Neue Studie: Sehvermögen im Kindesalter bestimmt Assoziationen zwischen Formen und Tönen

Birgit Kruse Referat Medien- und Öffentlichkeitsarbeit
Universität Hamburg

    Wie arbeiten unsere Sinne wie Sehen, Hören und Tasten zusammen, wenn es darum geht, unsere Wahrnehmung der Welt zu ermöglichen? Eine aktuelle Studie von Wissenschaftlerinnen und Wissenschaftlern der Universität Hamburg legt nahe, dass unsere Wahrnehmung von Formen und Lauten von der Sehfähigkeit im Kindesalter abhängt. Ihre Ergebnisse beschreiben die Forscherinnen und Forscher im Fachjournal „Psychological Science”.

    Menschen fast aller Kulturen und Ethnien ordnen bestimmte Formen automatisch bestimmten Tönen zu. Wörter mit hoher Tonfrequenz (z. B. „Kiki“) werden mit spitzen und eckigen Formen verknüpft, Wörter mit tiefer Tonfrequenz (z. B. „Bouba“) vor allem mit glatten und runden Formen. Diese sogenannten multisensorischen Assoziationen wurden auch bei Ethnien beobachtet, die keine Schrift benutzen. Sind diese Assoziationen angeboren oder entwickeln wir sie im Laufe der Zeit? Und welche Rolle spielt die Fähigkeit, im Kindesalter Formen sehen zu können?

    Das Team des Arbeitsbereichs „Biologische Psychologie und Neuropsychologie“ unter der Leitung von Prof. Dr. Brigitte Röder hat diese Fragen in der neuen Studie untersucht. Dahinter steht die Frage nach sogenannten „sensiblen Phasen“ der Entwicklung. In diesen Zeiträumen der Entwicklung ist das Gehirn besonders lernfähig. Nach ihrem Ablauf können manche Fähigkeiten nur noch sehr schwer oder gar nicht mehr erworben werden. Bezogen auf die aktuelle Studie bedeutete das, dass Menschen, die in der frühen Entwicklung blind waren und spät Sehkraft zurückerlangten, keine systematischen Assoziationen zwischen Formen und Tönen haben.

    Das Hamburger Team untersuchte dafür Menschen, die aufgrund eines dichten Grauen Stars (Katarakt) in beiden Augen von Geburt an blind waren und erst spät operiert wurden. Außerdem nahmen Menschen teil, die vor dem 12. Lebensjahr Grauen Star bekommen hatten und für eine lange Zeit nicht oder nur sehr eingeschränkt sehen konnten, bevor sie ebenfalls operiert wurden. Ferner wurden blinde Menschen einbezogen, die entweder von Geburt an blind waren oder erst nach dem 12. Lebensjahr vollständig erblindet waren. Als Vergleichsgruppe dienten Menschen mit typischer Sehkraft.

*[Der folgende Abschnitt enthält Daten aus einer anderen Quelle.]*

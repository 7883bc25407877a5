//! COM+ (CLR) header parsing (spec §4.7, "COM+"): only the IL-only flag is
//! surfaced, per spec — the full metadata tables are out of scope.

use crate::addr::Rva;
use crate::pe::directories::DirectoryAnchor;
use crate::pe::mapper::AddressMapper;
use crate::pe::sections::Section;
use crate::pe::util::read_u32_at;

const COMIMAGE_FLAGS_ILONLY: u32 = 0x0000_0001;
const COMIMAGE_FLAGS_32BITREQUIRED: u32 = 0x0000_0002;

/// Reads the `Flags` field of the 0x20-byte `IMAGE_COR20_HEADER` and reports
/// whether the image is managed IL-only (no native code is present).
pub fn parse_com_plus_il_only(
    file: &[u8],
    mapper: &AddressMapper,
    sections: &[Section],
    anchor: DirectoryAnchor,
) -> Option<bool> {
    if !anchor.is_present() {
        return None;
    }
    let dir_rva = mapper.va_to_rva(anchor.va).0;
    let dir_raw = mapper.rva_to_raw(Rva(dir_rva), sections);
    if !dir_raw.is_valid() {
        return None;
    }
    let flags = read_u32_at(file, dir_raw.0 as usize + 16)?;
    Some(flags & (COMIMAGE_FLAGS_ILONLY | COMIMAGE_FLAGS_32BITREQUIRED) != 0)
}
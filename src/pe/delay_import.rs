//! Delay-import descriptor parsing (spec §4.5, "Delay imports").
//!
//! Must run *after* the Relocation Engine's apply pass: on 64-bit images the
//! pre-initialization IAT value this reads is only correct once relocations
//! have patched the embedded pointer tables.

use log::warn;

use crate::addr::{Rva, Va};
use crate::apiset::{resolve_library_name, ApiSetSchema};
use crate::pe::directories::DirectoryAnchor;
use crate::pe::import::ImportEntry;
use crate::pe::mapper::AddressMapper;
use crate::pe::sections::Section;
use crate::pe::util::{read_cstr_at, read_u16_at, read_u32_at, read_u64_at};
use crate::symbols::{SymbolKind, SymbolPublisher, SymbolRecord};

const DESCRIPTOR_SIZE: u32 = 32;

struct DelayDescriptor {
    attrs: u32,
    name_field: u32,
    module_field: u32,
    iat_field: u32,
    int_field: u32,
}

fn read_descriptor(file: &[u8], raw: usize) -> Option<DelayDescriptor> {
    Some(DelayDescriptor {
        attrs: read_u32_at(file, raw)?,
        name_field: read_u32_at(file, raw + 4)?,
        module_field: read_u32_at(file, raw + 8)?,
        iat_field: read_u32_at(file, raw + 12)?,
        int_field: read_u32_at(file, raw + 16)?,
    })
}

/// `grAttrs` bit 0: 1 means every field below is an RVA (the modern format).
/// 0 means every field is an absolute VA linked against the *preferred*
/// image base, and must have that preferred base subtracted back out.
fn get_rva(value: u32, attrs: u32, preferred_image_base: u64) -> u32 {
    if attrs & 1 != 0 {
        value
    } else {
        (value as u64).wrapping_sub(preferred_image_base) as u32
    }
}

#[allow(clippy::too_many_arguments)]
pub fn parse_delay_imports(
    file: &[u8],
    mapper: &AddressMapper,
    sections: &[Section],
    anchor: DirectoryAnchor,
    is_64: bool,
    preferred_image_base: u64,
    consumer_name: &str,
    schema: &dyn ApiSetSchema,
    module_index: usize,
    publisher: &mut dyn SymbolPublisher,
) -> Vec<ImportEntry> {
    let mut out = Vec::new();
    if !anchor.is_present() {
        return out;
    }

    let elem = if is_64 { 8 } else { 4 };
    let flag: u64 = if is_64 { 0x8000_0000_0000_0000 } else { 0x8000_0000 };

    let mut idx = 0u32;
    loop {
        let descriptor_rva = mapper.va_to_rva(anchor.va).0 + idx * DESCRIPTOR_SIZE;
        let descriptor_raw = mapper.rva_to_raw(Rva(descriptor_rva), sections);
        if !descriptor_raw.is_valid() {
            break;
        }
        let descriptor = match read_descriptor(file, descriptor_raw.0 as usize) {
            Some(d) => d,
            None => break,
        };
        if descriptor.iat_field == 0 {
            break;
        }

        let name_rva = get_rva(descriptor.name_field, descriptor.attrs, preferred_image_base);
        let name_raw = mapper.rva_to_raw(Rva(name_rva), sections);
        if !name_raw.is_valid() {
            warn!("delay-import descriptor {} has an unmapped library name", idx);
            idx += 1;
            continue;
        }
        let original_library_name = read_cstr_at(file, name_raw.0 as usize).unwrap_or_default();
        let library_name = resolve_library_name(consumer_name, &original_library_name, schema);

        let module_rva = get_rva(descriptor.module_field, descriptor.attrs, preferred_image_base);
        let delayed_module_instance_va = if descriptor.module_field == 0 {
            Va(0)
        } else {
            Rva(module_rva).to_va(mapper.image_base())
        };

        let iat_rva = get_rva(descriptor.iat_field, descriptor.attrs, preferred_image_base);
        let int_rva = get_rva(descriptor.int_field, descriptor.attrs, preferred_image_base);

        let mut slot = 0u32;
        loop {
            let iat_slot_raw = mapper.rva_to_raw(Rva(iat_rva + slot * elem), sections);
            if !iat_slot_raw.is_valid() {
                break;
            }
            let iat_value = if is_64 {
                read_u64_at(file, iat_slot_raw.0 as usize)
            } else {
                read_u32_at(file, iat_slot_raw.0 as usize).map(u64::from)
            };
            let iat_value = match iat_value {
                Some(v) => v,
                None => break,
            };

            let int_slot_raw = mapper.rva_to_raw(Rva(int_rva + slot * elem), sections);
            let int_value = if is_64 {
                read_u64_at(file, int_slot_raw.0 as usize)
            } else {
                read_u32_at(file, int_slot_raw.0 as usize).map(u64::from)
            };
            let int_value = match int_value {
                Some(v) => v,
                None => break,
            };
            if int_value == 0 {
                break;
            }

            let (function_name, ordinal) = if int_value & flag != 0 {
                (String::new(), (int_value & 0xffff) as u16)
            } else {
                let hint_name_rva = get_rva(int_value as u32, descriptor.attrs, preferred_image_base);
                let hint_raw = mapper.rva_to_raw(Rva(hint_name_rva), sections);
                let hint = read_u16_at(file, hint_raw.0 as usize).unwrap_or(0);
                let name = read_cstr_at(file, hint_raw.0 as usize + 2).unwrap_or_default();
                (name, hint)
            };

            let import_table_va = Rva(iat_rva + slot * elem).to_va(mapper.image_base());

            publisher.add(SymbolRecord {
                va: import_table_va,
                kind: SymbolKind::DelayedImportTable,
                module_index,
                list_index: out.len(),
                param: if is_64 { "x64".into() } else { "x86".into() },
            });
            publisher.add(SymbolRecord {
                va: Rva(int_rva + slot * elem).to_va(mapper.image_base()),
                kind: SymbolKind::DelayedImportNameTable,
                module_index,
                list_index: out.len(),
                param: if is_64 { "x64".into() } else { "x86".into() },
            });

            out.push(ImportEntry {
                delayed: true,
                original_library_name: original_library_name.clone(),
                library_name: library_name.clone(),
                function_name,
                ordinal,
                import_table_va,
                delayed_module_instance_va,
                delayed_iat_data: iat_value,
            });

            slot += 1;
        }

        idx += 1;
    }

    out
}

#[cfg(test)]
mod tests {
    use super::*;
    use crate::apiset::EmptySchema;
    use crate::pe::sections::SectionCharacteristics;
    use crate::symbols::NullPublisher;

    fn mk_section(va: u32, size: u32, raw: u32) -> Section {
        Section {
            raw_name: ".didat".into(),
            display_name: ".didat".into(),
            virtual_size: size,
            virtual_address: va,
            size_of_raw_data: size,
            pointer_to_raw_data: raw,
            pointer_to_relocations: 0,
            pointer_to_line_numbers: 0,
            number_of_relocations: 0,
            number_of_line_numbers: 0,
            characteristics: SectionCharacteristics::CNT_INITIALIZED_DATA,
        }
    }

    /// Old (`grAttrs == 0`) VA-based delay descriptor format: fields carry
    /// absolute VAs linked against the preferred base, per spec §8 scenario 5.
    #[test]
    fn old_format_descriptor_subtracts_preferred_base() {
        let preferred_base = 0x1000_0000u64;
        let section_va = 0x2000u32;
        let section_raw = 0x2000u32;

        let lib_name_va = preferred_base as u32 + section_va + 200;
        let iat_va = preferred_base as u32 + section_va + 300;
        let int_va = preferred_base as u32 + section_va + 400;

        let mut file = vec![0u8; 0x4000];
        let d = section_va as usize;
        file[d..d + 4].copy_from_slice(&0u32.to_le_bytes()); // grAttrs = 0 (old format)
        file[d + 4..d + 8].copy_from_slice(&lib_name_va.to_le_bytes());
        file[d + 8..d + 12].copy_from_slice(&0u32.to_le_bytes());
        file[d + 12..d + 16].copy_from_slice(&iat_va.to_le_bytes());
        file[d + 16..d + 20].copy_from_slice(&int_va.to_le_bytes());

        let lib_off = (section_va + 200) as usize;
        file[lib_off..lib_off + 6].copy_from_slice(b"foo.dl");
        file[lib_off + 6] = b'l';
        file[lib_off + 7] = 0;

        let iat_off = (section_va + 300) as usize;
        let int_off = (section_va + 400) as usize;
        // single ordinal-only thunk, then terminator
        file[int_off..int_off + 4].copy_from_slice(&(0x8000_0007u32).to_le_bytes());
        file[iat_off..iat_off + 4].copy_from_slice(&0x4141_4141u32.to_le_bytes());

        let sections = vec![mk_section(section_va, 0x1000, section_raw)];
        let mapper = AddressMapper::new(Va(0x5000_0000), 0x200, 0x1000, 0x200, &sections);
        let anchor = DirectoryAnchor {
            va: Rva(section_va).to_va(mapper.image_base()),
            size: 32,
        };

        let mut publisher = NullPublisher;
        let imports = parse_delay_imports(
            &file,
            &mapper,
            &sections,
            anchor,
            false,
            preferred_base,
            "app.exe",
            &EmptySchema,
            0,
            &mut publisher,
        );

        assert_eq!(imports.len(), 1);
        assert_eq!(imports[0].ordinal, 7);
        assert!(imports[0].delayed);
        assert_eq!(
            imports[0].import_table_va,
            Rva(section_va + 300).to_va(mapper.image_base())
        );
    }
}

    Das Ergebnis: Probandinnen und Probanden, die von Geburt an blind waren, wiesen im Gegensatz zu den typisch sehenden Personen keine systematischen Form-Ton-Assoziationen auf. Auch Personen, die nach der Geburt oder in der frühen Kindheit eine Phase mit Blindheit oder starker Sehbehinderung durchlebt hatten, zeigten viele Jahre nach der Wiederherstellung des Augenlichts keine dieser Assoziationen. Dies spricht für eine ausgedehnte sensible Phase beim Menschen für den Erwerb typischer multisensorischer Funktionen.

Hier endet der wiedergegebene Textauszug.